§ **YOUR INSTRUCTIONS**
Copy each line of the data exactly. Leave nothing out.

§ **DATA SECTION**
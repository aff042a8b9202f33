// ABOUTME: OAuth response types for use across modules
// ABOUTME: Shared types to avoid layering inversions (core modules should not depend on HTTP routes)
//
// SPDX-License-Identifier: MIT OR Apache-2.0
// Copyright (c) 2025 Pierre Fitness Intelligence

use serde::Serialize;

/// OAuth callback response returned after successful OAuth authorization
///
/// This type is used by both HTTP route handlers and core OAuth flow managers.
/// Placed in types module to avoid layering inversion where core modules
/// would otherwise import from HTTP route definitions.
#[derive(Debug, Serialize)]
pub struct OAuthCallbackResponse {
    /// User ID for the connected account
    pub user_id: String,
    /// Name of the OAuth provider
    pub provider: String,
    /// When the OAuth token expires (ISO 8601 format)
    pub expires_at: String,
    /// Space-separated list of granted OAuth scopes
    pub scopes: String,
    /// Optional mobile redirect URL from OAuth state (for mobile app flows)
    #[serde(skip_serializing_if = "Option::is_none")]
    pub mobile_redirect_url: Option<String>,
}
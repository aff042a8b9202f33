// ABOUTME: Cryptographic key management and encryption utilities
// ABOUTME: Provides secure key generation, storage, and data encryption/decryption
//
// Licensed under either of Apache License, Version 2.0 or MIT License at your option.
// Copyright ©2025 Async-IO.org

//! Cryptographic key management for A2A clients

use anyhow::Result;
use base64::{engine::general_purpose, Engine};
use ed25519_dalek::{Signature, Signer, SigningKey, Verifier, VerifyingKey};
use rand::rngs::OsRng;
use serde::{Deserialize, Serialize};
use zeroize::Zeroize;

/// Ed25519 keypair for A2A client authentication
#[derive(Debug, Clone)]
pub struct A2AKeypair {
    /// Public key (Base64 encoded)
    pub public_key: String,
    /// Private key (Base64 encoded, stored securely)
    pub private_key: String,
}

/// Public key information for verification
#[derive(Debug, Clone, Serialize, Deserialize)]
pub struct A2APublicKey {
    /// Public key (Base64 encoded)
    pub public_key: String,
    /// Key type (e.g., "ed25519")
    pub key_type: String,
    /// When the key was created
    pub created_at: chrono::DateTime<chrono::Utc>,
}

/// Key generation and management for A2A clients
pub struct A2AKeyManager;

impl A2AKeyManager {
    /// Generate a new Ed25519 keypair for A2A client
    ///
    /// # Errors
    ///
    /// Returns an error if key generation fails
    pub fn generate_keypair() -> Result<A2AKeypair> {
        use rand::RngCore;

        let mut rng = OsRng;
        let mut secret_bytes = [0u8; 32];
        rng.fill_bytes(&mut secret_bytes);

        let signing_key = SigningKey::from_bytes(&secret_bytes);

        // Security: Zeroize secret bytes after key creation to prevent memory exposure
        secret_bytes.zeroize();

        let verifying_key = signing_key.verifying_key();

        let public_key = general_purpose::STANDARD.encode(verifying_key.as_bytes());
        let private_key = general_purpose::STANDARD.encode(signing_key.as_bytes());

        Ok(A2AKeypair {
            public_key,
            private_key,
        })
    }

    /// Create public key info from keypair
    #[must_use]
    pub fn create_public_key_info(keypair: &A2AKeypair) -> A2APublicKey {
        A2APublicKey {
            public_key: keypair.public_key.clone(), // Safe: String ownership for public key info
            key_type: "ed25519".into(),
            created_at: chrono::Utc::now(),
        }
    }

    /// Sign data with private key
    ///
    /// # Errors
    ///
    /// Returns an error if:
    /// - Private key decoding fails
    /// - Key format is invalid
    pub fn sign_data(private_key: &str, data: &[u8]) -> Result<String> {
        let secret_bytes = general_purpose::STANDARD.decode(private_key)?;
        let signing_key = SigningKey::from_bytes(secret_bytes.as_slice().try_into()?);

        let signature = signing_key.sign(data);
        Ok(general_purpose::STANDARD.encode(signature.to_bytes()))
    }

    /// Verify signature with public key
    ///
    /// # Errors
    ///
    /// Returns an error if:
    /// - Public key or signature decoding fails
    /// - Key format is invalid
    pub fn verify_signature(public_key: &str, data: &[u8], signature: &str) -> Result<bool> {
        let public_bytes = general_purpose::STANDARD.decode(public_key)?;
        let verifying_key = VerifyingKey::from_bytes(public_bytes.as_slice().try_into()?)?;

        let sig_bytes = general_purpose::STANDARD.decode(signature)?;
        let signature = Signature::from_bytes(sig_bytes.as_slice().try_into()?);

        match verifying_key.verify(data, &signature) {
            Ok(()) => Ok(true),
            Err(e) => {
                tracing::error!(
                    error = %e,
                    "Failed to verify key signature"
                );
                Ok(false)
            }
        }
    }

    /// Generate a challenge for client verification
    #[must_use]
    pub fn generate_challenge() -> String {
        use rand::Rng;
        let mut rng = OsRng;
        let challenge: [u8; 32] = rng.gen();
        general_purpose::STANDARD.encode(challenge)
    }
}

§ **RESPONSE AREA**
repository aff042a8b9202f33
// ABOUTME: OAuth response types for use across modules
// ABOUTME: Shared types to avoid layering inversions (core modules should not depend on HTTP routes)
//
// SPDX-License-Identifier: MIT OR Apache-2.0
// Copyright (c) 2025 Pierre Fitness Intelligence

use serde::Serialize;

/// OAuth callback response returned after successful OAuth authorization
///
/// This type is used by both HTTP route handlers and core OAuth flow managers.
/// Placed in types module to avoid layering inversion where core modules
/// would otherwise import from HTTP route definitions.
#[derive(Debug, Serialize)]
pub struct OAuthCallbackResponse {
    /// User ID for the connected account
    pub user_id: String,
    /// Name of the OAuth provider
    pub provider: String,
    /// When the OAuth token expires (ISO 8601 format)
    pub expires_at: String,
    /// Space-separated list of granted OAuth scopes
    pub scopes: String,
    /// Optional mobile redirect URL from OAuth state (for mobile app flows)
    #[serde(skip_serializing_if = "Option::is_none")]
    pub mobile_redirect_url: Option<String>,
}
repository aff042a8b9202f33
// ABOUTME: Cryptographic key management and encryption utilities
// ABOUTME: Provides secure key generation, storage, and data encryption/decryption
//
// Licensed under either of Apache License, Version 2.0 or MIT License at your option.
// Copyright ©2025 Async-IO.org

//! Cryptographic key management for A2A clients

use anyhow::Result;
use base64::{engine::general_purpose, Engine};
use ed25519_dalek::{Signature, Signer, SigningKey, Verifier, VerifyingKey};
use rand::rngs::OsRng;
use serde::{Deserialize, Serialize};
use zeroize::Zeroize;

/// Ed25519 keypair for A2A client authentication
#[derive(Debug, Clone)]
pub struct A2AKeypair {
    /// Public key (Base64 encoded)
    pub public_key: String,
    /// Private key (Base64 encoded, stored securely)
    pub private_key: String,
}

/// Public key information for verification
#[derive(Debug, Clone, Serialize, Deserialize)]
pub struct A2APublicKey {
    /// Public key (Base64 encoded)
    pub public_key: String,
    /// Key type (e.g., "ed25519")
    pub key_type: String,
    /// When the key was created
    pub created_at: chrono::DateTime<chrono::Utc>,
}

/// Key generation and management for A2A clients
pub struct A2AKeyManager;

impl A2AKeyManager {
    /// Generate a new Ed25519 keypair for A2A client
    ///
    /// # Errors
    ///
    /// Returns an error if key generation fails
    pub fn generate_keypair() -> Result<A2AKeypair> {
        use rand::RngCore;

        let mut rng = OsRng;
        let mut secret_bytes = [0u8; 32];
        rng.fill_bytes(&mut secret_bytes);

        let signing_key = SigningKey::from_bytes(&secret_bytes);

        // Security: Zeroize secret bytes after key creation to prevent memory exposure
        secret_bytes.zeroize();

        let verifying_key = signing_key.verifying_key();

        let public_key = general_purpose::STANDARD.encode(verifying_key.as_bytes());
        let private_key = general_purpose::STANDARD.encode(signing_key.as_bytes());

        Ok(A2AKeypair {
            public_key,
            private_key,
        })
    }

    /// Create public key info from keypair
    #[must_use]
    pub fn create_public_key_info(keypair: &A2AKeypair) -> A2APublicKey {
        A2APublicKey {
            public_key: keypair.public_key.clone(), // Safe: String ownership for public key info
            key_type: "ed25519".into(),
            created_at: chrono::Utc::now(),
        }
    }

    /// Sign data with private key
    ///
    /// # Errors
    ///
    /// Returns an error if:
    /// - Private key decoding fails
    /// - Key format is invalid
    pub fn sign_data(private_key: &str, data: &[u8]) -> Result<String> {
        let secret_bytes = general_purpose::STANDARD.decode(private_key)?;
        let signing_key = SigningKey::from_bytes(secret_bytes.as_slice().try_into()?);

        let signature = signing_key.sign(data);
        Ok(general_purpose::STANDARD.encode(signature.to_bytes()))
    }

    /// Verify signature with public key
    ///
    /// # Errors
    ///
    /// Returns an error if:
    /// - Public key or signature decoding fails
    /// - Key format is invalid
    pub fn verify_signature(public_key: &str, data: &[u8], signature: &str) -> Result<bool> {
        let public_bytes = general_purpose::STANDARD.decode(public_key)?;
        let verifying_key = VerifyingKey::from_bytes(public_bytes.as_slice().try_into()?)?;

        let sig_bytes = general_purpose::STANDARD.decode(signature)?;
        let signature = Signature::from_bytes(sig_bytes.as_slice().try_into()?);

        match verifying_key.verify(data, &signature) {
            Ok(()) => Ok(true),
            Err(e) => {
                tracing::error!(
                    error = %e,
                    "Failed to verify key signature"
                );
                Ok(false)
            }
        }
    }

    /// Generate a challenge for client verification
    #[must_use]
    pub fn generate_challenge() -> String {
        use rand::Rng;
        let mut rng = OsRng;
        let challenge: [u8; 32] = rng.gen();
        general_purpose::STANDARD.encode(challenge)
    }
}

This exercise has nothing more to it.